//! Unit tests for profile validation and BMI banding.

use fitness_tracker::profile::{BmiCategory, Profile, UserProfile};
use fitness_tracker::TrackerError;

#[test]
fn test_bmi_formula() {
    let cases = [(65.0, 170.0), (50.0, 180.0), (95.5, 175.5), (120.0, 160.0)];

    for (weight, height) in cases {
        let profile = UserProfile::new("Ada", 30, weight, height).unwrap();
        let expected = weight / ((height / 100.0) * (height / 100.0));
        assert!((profile.bmi() - expected).abs() < 1e-9);
        assert_eq!(profile.bmi_category(), BmiCategory::from_bmi(expected));
    }
}

#[test]
fn test_bmi_band_edges() {
    assert_eq!(BmiCategory::from_bmi(18.49), BmiCategory::Underweight);
    assert_eq!(BmiCategory::from_bmi(18.5), BmiCategory::Normal);
    assert_eq!(BmiCategory::from_bmi(24.99), BmiCategory::Normal);
    assert_eq!(BmiCategory::from_bmi(25.0), BmiCategory::Overweight);
    assert_eq!(BmiCategory::from_bmi(29.99), BmiCategory::Overweight);
    assert_eq!(BmiCategory::from_bmi(30.0), BmiCategory::Obese);
}

#[test]
fn test_invalid_fields_leave_profile_unchanged() {
    let mut profile = Profile::new();
    profile.set("Ada", 30, 65.0, 170.0).unwrap();

    let rejected = [
        ("", 30, 65.0, 170.0),
        ("Bob", 0, 65.0, 170.0),
        ("Bob", 151, 65.0, 170.0),
        ("Bob", 30, 0.0, 170.0),
        ("Bob", 30, 501.0, 170.0),
        ("Bob", 30, 65.0, 0.0),
        ("Bob", 30, 65.0, 301.0),
        ("Bob", 30, f64::NAN, 170.0),
    ];

    for (name, age, weight, height) in rejected {
        let result = profile.set(name, age, weight, height);
        assert!(
            matches!(result, Err(TrackerError::InvalidInput(_))),
            "accepted {:?}",
            (name, age, weight, height)
        );
        assert_eq!(profile.get().unwrap().name, "Ada");
    }
}

#[test]
fn test_set_replaces_previous_profile() {
    let mut profile = Profile::new();
    assert!(!profile.is_set());

    profile.set("Ada", 30, 65.0, 170.0).unwrap();
    profile.set("Grace", 45, 70.0, 165.0).unwrap();

    let current = profile.get().unwrap();
    assert_eq!(current.name, "Grace");
    assert_eq!(current.age, 45);
}
//! Goal engine: owns the goals and accrues progress from activity events.

use chrono::NaiveDate;
use uuid::Uuid;

use super::types::{Goal, GoalType};
use crate::activities::ActivityEvent;
use crate::error::TrackerError;

/// Ordered collection of goals.
#[derive(Debug, Clone, Default)]
pub struct GoalEngine {
    goals: Vec<Goal>,
}

impl GoalEngine {
    pub fn new() -> Self {
        Self::default()
    }

    /// Rebuild from persisted goals, keeping their order and progress.
    pub fn from_goals(goals: Vec<Goal>) -> Self {
        Self { goals }
    }

    /// Validate and append a new goal starting `today`.
    pub fn create(
        &mut self,
        goal_type: GoalType,
        target: f64,
        duration_days: u32,
        today: NaiveDate,
    ) -> Result<&Goal, TrackerError> {
        let goal = Goal::new(goal_type, target, duration_days, today)?;
        tracing::info!(
            "Created goal {}: {} {} by {}",
            goal.id,
            goal.target,
            goal.goal_type.unit(),
            goal.end_date
        );

        self.goals.push(goal);
        Ok(&self.goals[self.goals.len() - 1])
    }

    /// Accrue an activity into every goal, in creation order.
    ///
    /// Progress counts the activity whether or not its date falls inside the goal's
    /// start/end window. Returns the ids of goals that reached their target with this
    /// event.
    pub fn apply(&mut self, event: &ActivityEvent) -> Vec<Uuid> {
        let mut newly_achieved = Vec::new();

        for goal in &mut self.goals {
            let was_achieved = goal.is_achieved();
            goal.add_progress(goal.goal_type.contribution(event));

            if !was_achieved && goal.is_achieved() {
                tracing::info!("Goal {} achieved ({})", goal.id, goal.goal_type);
                newly_achieved.push(goal.id);
            }
        }

        newly_achieved
    }

    /// Goals in creation order.
    pub fn list(&self) -> &[Goal] {
        &self.goals
    }

    /// Find a goal by id.
    pub fn get(&self, id: Uuid) -> Option<&Goal> {
        self.goals.iter().find(|g| g.id == id)
    }

    pub fn len(&self) -> usize {
        self.goals.len()
    }

    pub fn is_empty(&self) -> bool {
        self.goals.is_empty()
    }
}
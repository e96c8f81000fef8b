//! Fitness Tracker - single-user desktop activity tracker
//!
//! Keeps a user profile with BMI, a log of timed activities with estimated
//! calories, and cumulative goals that advance as activities are logged.
//! Produces weekly summaries and CSV exports, and persists everything to a
//! single versioned data file.

pub mod activities;
pub mod clock;
pub mod error;
pub mod goals;
pub mod profile;
pub mod reports;
pub mod storage;
pub mod tracker;
pub mod ui;
pub mod views;

// Re-export commonly used types
pub use error::TrackerError;
pub use storage::config::AppConfig;
pub use tracker::{FitnessTracker, TrackerEvent};
//! Main window contents: profile, goals panel and activity table.

use egui::{Grid, RichText, ScrollArea, Ui};

use crate::ui::widgets::GoalProgress;
use crate::views::{TrackerViews, ACTIVITY_COLUMNS, NO_ACTIVITIES_MESSAGE, NO_GOALS_MESSAGE};

/// Dashboard screen UI.
pub struct DashboardScreen;

impl DashboardScreen {
    pub fn show(ui: &mut Ui, views: &TrackerViews) {
        ui.group(|ui| {
            ui.set_width(ui.available_width());
            ui.label(RichText::new("User Profile").strong());
            ui.label(&views.profile_summary);
        });

        ui.add_space(8.0);

        ui.group(|ui| {
            ui.set_width(ui.available_width());
            ui.label(RichText::new("Active Goals").strong());
            if views.goals.is_empty() {
                ui.label(RichText::new(NO_GOALS_MESSAGE).weak());
            } else {
                for goal in &views.goals {
                    GoalProgress::new(goal).show(ui);
                }
            }
        });

        ui.add_space(8.0);

        ui.label(RichText::new("Activities").strong());
        if views.activity_rows.is_empty() {
            ui.label(RichText::new(NO_ACTIVITIES_MESSAGE).weak());
            return;
        }

        ScrollArea::vertical()
            .auto_shrink([false, false])
            .show(ui, |ui| {
                Grid::new("activities_table")
                    .num_columns(ACTIVITY_COLUMNS.len())
                    .striped(true)
                    .spacing([16.0, 4.0])
                    .show(ui, |ui| {
                        for title in ACTIVITY_COLUMNS {
                            ui.label(RichText::new(title).strong());
                        }
                        ui.end_row();

                        for row in &views.activity_rows {
                            for cell in row.cells() {
                                ui.label(cell);
                            }
                            ui.end_row();
                        }
                    });
            });
    }
}
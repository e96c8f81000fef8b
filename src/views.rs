//! Display formatting for profile, activities, goals and reports.
//!
//! Domain types carry only values; everything the UI shows as text is built here.

use chrono::NaiveDate;
use uuid::Uuid;

use crate::activities::Activity;
use crate::goals::{Goal, GoalType};
use crate::profile::UserProfile;
use crate::reports::WeeklyReport;

pub const NO_PROFILE_MESSAGE: &str = "No user profile set";
pub const NO_GOALS_MESSAGE: &str = "No active goals";
pub const NO_ACTIVITIES_MESSAGE: &str = "No activities logged yet.";
pub const NO_EXPORT_DATA_MESSAGE: &str = "No data to export.";

const DATE_FORMAT: &str = "%Y-%m-%d";

/// Column titles of the activities table.
pub const ACTIVITY_COLUMNS: [&str; 5] = ["Date", "Type", "Category", "Duration (min)", "Calories"];

/// One row of the activities table.
#[derive(Debug, Clone, PartialEq)]
pub struct ActivityRow {
    pub date: String,
    pub activity_type: String,
    pub category: String,
    pub duration_min: u32,
    pub calories: String,
}

impl ActivityRow {
    pub fn from_activity(activity: &Activity) -> Self {
        Self {
            date: activity.date.format(DATE_FORMAT).to_string(),
            activity_type: activity.activity_type.display_name().to_string(),
            category: activity.category.display_name().to_string(),
            duration_min: activity.duration_min,
            calories: format!("{:.1}", activity.calories),
        }
    }

    /// Cells in column order.
    pub fn cells(&self) -> [String; 5] {
        [
            self.date.clone(),
            self.activity_type.clone(),
            self.category.clone(),
            self.duration_min.to_string(),
            self.calories.clone(),
        ]
    }
}

/// A goal with its derived progress figures.
#[derive(Debug, Clone, PartialEq)]
pub struct GoalView {
    pub id: Uuid,
    pub goal_type: GoalType,
    pub progress: f64,
    pub target: f64,
    pub progress_pct: u64,
    /// Progress-bar fill in [0, 1]
    pub bar_fraction: f32,
    pub end_date: NaiveDate,
    pub days_remaining: i64,
    pub achieved: bool,
    /// Full text line for lists
    pub label: String,
}

impl GoalView {
    pub fn from_goal(goal: &Goal, today: NaiveDate) -> Self {
        Self {
            id: goal.id,
            goal_type: goal.goal_type,
            progress: goal.progress,
            target: goal.target,
            progress_pct: goal.progress_pct(),
            bar_fraction: goal.completion_fraction(),
            end_date: goal.end_date,
            days_remaining: goal.days_remaining(today),
            achieved: goal.is_achieved(),
            label: goal_line(goal),
        }
    }
}

/// Everything the main window renders after a change.
#[derive(Debug, Clone, PartialEq, Default)]
pub struct TrackerViews {
    pub profile_summary: String,
    pub activity_rows: Vec<ActivityRow>,
    pub goals: Vec<GoalView>,
}

/// `Name: Ada, Age: 30, Weight: 65.0 kg, Height: 170.0 cm, BMI: 22.5 (Normal)`
pub fn profile_summary(profile: Option<&UserProfile>) -> String {
    match profile {
        Some(p) => format!(
            "Name: {}, Age: {}, Weight: {:.1} kg, Height: {:.1} cm, BMI: {:.1} ({})",
            p.name,
            p.age,
            p.weight_kg,
            p.height_cm,
            p.bmi(),
            p.bmi_category()
        ),
        None => NO_PROFILE_MESSAGE.to_string(),
    }
}

/// `Running (Cardio) - 30 minutes - 345.0 calories burned - 2025-01-10`
pub fn activity_line(activity: &Activity) -> String {
    format!(
        "{} ({}) - {} minutes - {:.1} calories burned - {}",
        activity.activity_type,
        activity.category,
        activity.duration_min,
        activity.calories,
        activity.date.format(DATE_FORMAT)
    )
}

/// `Calories Burned: 930.0/1000.0 calories burned (93%) - Due: 2025-01-17`
pub fn goal_line(goal: &Goal) -> String {
    let line = format!(
        "{}: {:.1}/{:.1} {} ({}%) - Due: {}",
        goal.goal_type,
        goal.progress,
        goal.target,
        goal.goal_type.display_name().to_lowercase(),
        goal.progress_pct(),
        goal.end_date.format(DATE_FORMAT)
    );
    if goal.is_achieved() {
        format!("{} \u{2713}", line)
    } else {
        line
    }
}

/// Plain-text rendering of a weekly report.
pub fn weekly_report_text(report: &WeeklyReport) -> String {
    let mut text = String::new();
    text.push_str("Weekly Activity Report\n");
    text.push_str(&format!(
        "Period: {} to {}\n\n",
        report.from.format(DATE_FORMAT),
        report.to.format(DATE_FORMAT)
    ));

    text.push_str("Summary:\n");
    text.push_str(&format!("Total Activities: {}\n", report.count()));
    text.push_str(&format!(
        "Total Duration: {} minutes\n",
        report.total_duration_min
    ));
    text.push_str(&format!(
        "Total Calories Burned: {:.1}\n\n",
        report.total_calories_rounded()
    ));

    text.push_str("By Category:\n");
    for totals in &report.by_category {
        text.push_str(&format!("{}:\n", totals.category));
        text.push_str(&format!("  Duration: {} minutes\n", totals.duration_min));
        text.push_str(&format!("  Calories: {:.1}\n", totals.calories));
    }

    text
}
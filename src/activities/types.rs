//! Activity taxonomy and the logged activity record.

use chrono::NaiveDate;
use serde::{Deserialize, Serialize};

use super::calories;
use crate::error::TrackerError;

/// Top-level grouping of activity types.
#[derive(Debug, Clone, Copy, PartialEq, Eq, Hash, Serialize, Deserialize)]
pub enum Category {
    Cardio,
    Strength,
    Flexibility,
    Sports,
}

impl Category {
    /// All categories in display order.
    pub const ALL: [Category; 4] = [
        Category::Cardio,
        Category::Strength,
        Category::Flexibility,
        Category::Sports,
    ];

    /// Get display name.
    pub fn display_name(&self) -> &'static str {
        match self {
            Category::Cardio => "Cardio",
            Category::Strength => "Strength",
            Category::Flexibility => "Flexibility",
            Category::Sports => "Sports",
        }
    }

    /// Activity types that belong to this category.
    pub fn types(&self) -> &'static [ActivityType] {
        match self {
            Category::Cardio => &[
                ActivityType::Running,
                ActivityType::Walking,
                ActivityType::Cycling,
                ActivityType::Swimming,
            ],
            Category::Strength => &[
                ActivityType::WeightTraining,
                ActivityType::BodyweightExercises,
                ActivityType::ResistanceTraining,
            ],
            Category::Flexibility => &[
                ActivityType::Yoga,
                ActivityType::Stretching,
                ActivityType::Pilates,
            ],
            Category::Sports => &[
                ActivityType::Basketball,
                ActivityType::Tennis,
                ActivityType::Soccer,
                ActivityType::OtherSports,
            ],
        }
    }

    /// Whether `activity_type` is listed under this category.
    pub fn contains(&self, activity_type: ActivityType) -> bool {
        self.types().contains(&activity_type)
    }
}

impl std::fmt::Display for Category {
    fn fmt(&self, f: &mut std::fmt::Formatter<'_>) -> std::fmt::Result {
        write!(f, "{}", self.display_name())
    }
}

impl std::str::FromStr for Category {
    type Err = TrackerError;

    fn from_str(s: &str) -> Result<Self, Self::Err> {
        Category::ALL
            .into_iter()
            .find(|c| c.display_name() == s.trim())
            .ok_or_else(|| TrackerError::invalid("Category", format!("unknown category '{}'", s)))
    }
}

/// A specific kind of exercise.
#[derive(Debug, Clone, Copy, PartialEq, Eq, Hash, Serialize, Deserialize)]
pub enum ActivityType {
    Running,
    Walking,
    Cycling,
    Swimming,
    #[serde(rename = "Weight Training")]
    WeightTraining,
    #[serde(rename = "Bodyweight Exercises")]
    BodyweightExercises,
    #[serde(rename = "Resistance Training")]
    ResistanceTraining,
    Yoga,
    Stretching,
    Pilates,
    Basketball,
    Tennis,
    Soccer,
    #[serde(rename = "Other Sports")]
    OtherSports,
}

impl ActivityType {
    /// Every type across all categories.
    pub const ALL: [ActivityType; 14] = [
        ActivityType::Running,
        ActivityType::Walking,
        ActivityType::Cycling,
        ActivityType::Swimming,
        ActivityType::WeightTraining,
        ActivityType::BodyweightExercises,
        ActivityType::ResistanceTraining,
        ActivityType::Yoga,
        ActivityType::Stretching,
        ActivityType::Pilates,
        ActivityType::Basketball,
        ActivityType::Tennis,
        ActivityType::Soccer,
        ActivityType::OtherSports,
    ];

    /// Get display name.
    pub fn display_name(&self) -> &'static str {
        match self {
            ActivityType::Running => "Running",
            ActivityType::Walking => "Walking",
            ActivityType::Cycling => "Cycling",
            ActivityType::Swimming => "Swimming",
            ActivityType::WeightTraining => "Weight Training",
            ActivityType::BodyweightExercises => "Bodyweight Exercises",
            ActivityType::ResistanceTraining => "Resistance Training",
            ActivityType::Yoga => "Yoga",
            ActivityType::Stretching => "Stretching",
            ActivityType::Pilates => "Pilates",
            ActivityType::Basketball => "Basketball",
            ActivityType::Tennis => "Tennis",
            ActivityType::Soccer => "Soccer",
            ActivityType::OtherSports => "Other Sports",
        }
    }

    /// The category this type is listed under.
    pub fn category(&self) -> Category {
        match self {
            ActivityType::Running
            | ActivityType::Walking
            | ActivityType::Cycling
            | ActivityType::Swimming => Category::Cardio,
            ActivityType::WeightTraining
            | ActivityType::BodyweightExercises
            | ActivityType::ResistanceTraining => Category::Strength,
            ActivityType::Yoga | ActivityType::Stretching | ActivityType::Pilates => {
                Category::Flexibility
            }
            ActivityType::Basketball
            | ActivityType::Tennis
            | ActivityType::Soccer
            | ActivityType::OtherSports => Category::Sports,
        }
    }

    /// Calories burned per minute for this type.
    pub fn calories_per_minute(&self) -> f64 {
        calories::coefficient(self.display_name())
    }
}

impl std::fmt::Display for ActivityType {
    fn fmt(&self, f: &mut std::fmt::Formatter<'_>) -> std::fmt::Result {
        write!(f, "{}", self.display_name())
    }
}

impl std::str::FromStr for ActivityType {
    type Err = TrackerError;

    fn from_str(s: &str) -> Result<Self, Self::Err> {
        ActivityType::ALL
            .into_iter()
            .find(|t| t.display_name() == s.trim())
            .ok_or_else(|| {
                TrackerError::invalid("Activity type", format!("unknown activity type '{}'", s))
            })
    }
}

/// Resolve a category/type name pair, rejecting pairs outside the taxonomy.
pub fn resolve_pair(
    category: &str,
    activity_type: &str,
) -> Result<(Category, ActivityType), TrackerError> {
    let category: Category = category.parse()?;
    let activity_type: ActivityType = activity_type.parse()?;
    ensure_pair(category, activity_type)?;
    Ok((category, activity_type))
}

/// Check that `activity_type` is listed under `category`.
pub fn ensure_pair(
    category: Category,
    activity_type: ActivityType,
) -> Result<(), TrackerError> {
    if category.contains(activity_type) {
        Ok(())
    } else {
        Err(TrackerError::invalid(
            "Activity type",
            format!("{} is not a {} activity", activity_type, category),
        ))
    }
}

/// One logged exercise session.
#[derive(Debug, Clone, PartialEq, Serialize, Deserialize)]
pub struct Activity {
    /// Local calendar day the session was logged
    pub date: NaiveDate,
    /// Category the session was logged under
    pub category: Category,
    /// Kind of exercise
    #[serde(rename = "type")]
    pub activity_type: ActivityType,
    /// Duration in minutes
    pub duration_min: u32,
    /// Calories burned, fixed when the session was logged
    pub calories: f64,
}

impl Activity {
    /// Create an activity, computing calories from the current table.
    pub fn new(
        date: NaiveDate,
        category: Category,
        activity_type: ActivityType,
        duration_min: u32,
    ) -> Self {
        Self {
            date,
            category,
            activity_type,
            duration_min,
            calories: calories::estimate(activity_type.display_name(), duration_min),
        }
    }

    /// Check the taxonomy pair, the duration and that calories match the table.
    pub fn validate(&self) -> Result<(), TrackerError> {
        ensure_pair(self.category, self.activity_type)?;
        if self.duration_min == 0 {
            return Err(TrackerError::invalid(
                "Duration",
                "must be a positive number of minutes",
            ));
        }
        let expected = calories::estimate(self.activity_type.display_name(), self.duration_min);
        if self.calories != expected {
            return Err(TrackerError::invalid(
                "Calories",
                format!(
                    "{} does not match {} for {}",
                    self.calories, expected, self.activity_type
                ),
            ));
        }
        Ok(())
    }

    /// The event goals receive when this activity is logged.
    pub fn event(&self) -> ActivityEvent {
        ActivityEvent {
            date: self.date,
            activity_type: self.activity_type,
            category: self.category,
            duration_min: self.duration_min,
            calories: self.calories,
        }
    }
}

/// Notification sent to the goal engine for each new activity.
#[derive(Debug, Clone, Copy, PartialEq)]
pub struct ActivityEvent {
    pub date: NaiveDate,
    pub activity_type: ActivityType,
    pub category: Category,
    pub duration_min: u32,
    pub calories: f64,
}
//! Reusable UI widgets.

pub mod goal_progress;

pub use goal_progress::GoalProgress;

What this task involves:
Scan the lines above for the word "GoalView", then copy each line that has it.

Problem solution:
pub struct GoalView {
impl GoalView {
    pub goals: Vec<GoalView>,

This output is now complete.